Re: [PATCH 6/6] mm,oom: wait for OOM victims when using oom_kill_allocating_task == 1

From: Michal Hocko
Date: Wed Feb 17 2016 - 08:32:49 EST


On Wed 17-02-16 19:36:36, Tetsuo Handa wrote:
> >From 0b36864d4100ecbdcaa2fc2d1927c9e270f1b629 Mon Sep 17 00:00:00 2001
> From: Tetsuo Handa <penguin-kernel@xxxxxxxxxxxxxxxxxxx>
> Date: Wed, 17 Feb 2016 16:37:59 +0900
> Subject: [PATCH 6/6] mm,oom: wait for OOM victims when using oom_kill_allocating_task == 1
>
> Currently, out_of_memory() does not wait for existing TIF_MEMDIE threads
> if /proc/sys/vm/oom_kill_allocating_task is set to 1. This can result in
> killing more OOM victims than needed. We can wait for the OOM reaper to
> reap memory used by existing TIF_MEMDIE threads if possible. If the OOM
> reaper is not available, the system will be kept OOM stalled until an
> OOM-unkillable thread does a GFP_FS allocation request and calls
> oom_kill_allocating_task == 0 path.
>
> This patch changes oom_kill_allocating_task == 1 case to call
> select_bad_process() in order to wait for existing TIF_MEMDIE threads.

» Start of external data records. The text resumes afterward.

/// Trait for fuzzy equality comparisons with floating point numbers.
///
/// Coordinates produced by the bearing/destination formulas are rarely bit-for-bit equal to the
/// coordinates they were derived from, so comparisons of derived values go through this trait.
/// The default epsilon of `1e-8` degrees is roughly one millimeter on the ground.
///
/// # Examples
///
/// ```
/// # use road_chainage::core::traits::*;
/// let offset = 0.1 + 0.2;
///
/// // Direct comparison fails due to floating point precision
/// assert_ne!(offset, 0.3);
///
/// // Fuzzy comparison succeeds
/// assert!(offset.fuzzy_eq(0.3));
/// ```
pub trait FuzzyEq: Sized + Copy {
    /// Returns the default epsilon value for fuzzy comparisons.
    fn fuzzy_epsilon() -> Self;

    /// Returns `true` if this value is approximately equal to `other` using `fuzzy_epsilon`.
    fn fuzzy_eq_eps(&self, other: Self, fuzzy_epsilon: Self) -> bool;

    /// Same as [FuzzyEq::fuzzy_eq_eps] using [FuzzyEq::fuzzy_epsilon].
    #[inline]
    fn fuzzy_eq(&self, other: Self) -> bool {
        self.fuzzy_eq_eps(other, Self::fuzzy_epsilon())
    }

    /// Returns `true` if this value is approximately zero using `fuzzy_epsilon`.
    fn fuzzy_eq_zero_eps(&self, fuzzy_epsilon: Self) -> bool;

    /// Same as [FuzzyEq::fuzzy_eq_zero_eps] using [FuzzyEq::fuzzy_epsilon].
    #[inline]
    fn fuzzy_eq_zero(&self) -> bool {
        self.fuzzy_eq_zero_eps(Self::fuzzy_epsilon())
    }

    /// Returns `true` if `self` and `other` differ by less than `ratio` of the larger magnitude.
    ///
    /// Used for meter quantities where an absolute epsilon is meaningless (a route may be a few
    /// meters or a few hundred kilometers long).
    fn fuzzy_eq_rel(&self, other: Self, ratio: Self) -> bool;
}

macro_rules! impl_fuzzy_eq {
    ($ty:ty, $eps:expr) => {
        impl FuzzyEq for $ty {
            #[inline]
            fn fuzzy_epsilon() -> Self {
                $eps
            }
            #[inline]
            fn fuzzy_eq_eps(&self, other: Self, fuzzy_epsilon: Self) -> bool {
                (*self - other).abs() < fuzzy_epsilon
            }
            #[inline]
            fn fuzzy_eq_zero_eps(&self, fuzzy_epsilon: Self) -> bool {
                self.abs() < fuzzy_epsilon
            }
            #[inline]
            fn fuzzy_eq_rel(&self, other: Self, ratio: Self) -> bool {
                let scale = self.abs().max(other.abs());
                (*self - other).abs() <= scale * ratio
            }
        }
    };
}

impl_fuzzy_eq!(f32, 1.0e-5);
impl_fuzzy_eq!(f64, 1.0e-8);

The primary motivation for oom_kill_allocating_task was to reduce the
overhead of select_bad_process. See fe071d7e8aae ("oom: add
oom_kill_allocating_task sysctl"). So this basically defeats the whole
purpose of the feature.

I am not user of this knob because it behaves absolutely randomly but
IMHO we should simply do something like the following. It would be more
compliant to the documentation and prevent from livelock which is
currently possible (albeit very unlikely) when a single task consimes
all the memory reserves and we keep looping over out_of_memory without
any progress.

But as I've said I have no idea whether somebody relies on the current
behavior so this is more of a thinking loudly than proposing an actual
patch at this point of time.
---
diff --git a/mm/oom_kill.c b/mm/oom_kill.c
index 078e07ec0906..7de84fb2dd03 100644
--- a/mm/oom_kill.c
+++ b/mm/oom_kill.c
@@ -706,6 +706,9 @@ void oom_kill_process(struct oom_control *oc, struct task_struct *p,
pr_err("%s: Kill process %d (%s) score %u or sacrifice child\n",
message, task_pid_nr(p), p->comm, points);

+ if (sysctl_oom_kill_allocating_task)
+ goto kill;
+
/*
* If any of p's children has a different mm and is eligible for kill,
* the one with the highest oom_badness() score is sacrificed for its
@@ -734,6 +737,7 @@ void oom_kill_process(struct oom_control *oc, struct task_struct *p,
}
read_unlock(&tasklist_lock);

+kill:
p = find_lock_task_mm(victim);
if (!p) {
put_task_struct(victim);
@@ -888,6 +892,9 @@ bool out_of_memory(struct oom_control *oc)
if (sysctl_oom_kill_allocating_task && current->mm &&
!oom_unkillable_task(current, NULL, oc->nodemask) &&
current->signal->oom_score_adj != OOM_SCORE_ADJ_MIN) {
+ if (test_thread_flag(TIF_MEMDIE))
+ panic("Out of memory (oom_kill_allocating_task) not able to make a forward progress");
+
get_task_struct(current);
oom_kill_process(oc, current, 0, totalpages, NULL,
"Out of memory (oom_kill_allocating_task)");
--
Michal Hocko
SUSE Labs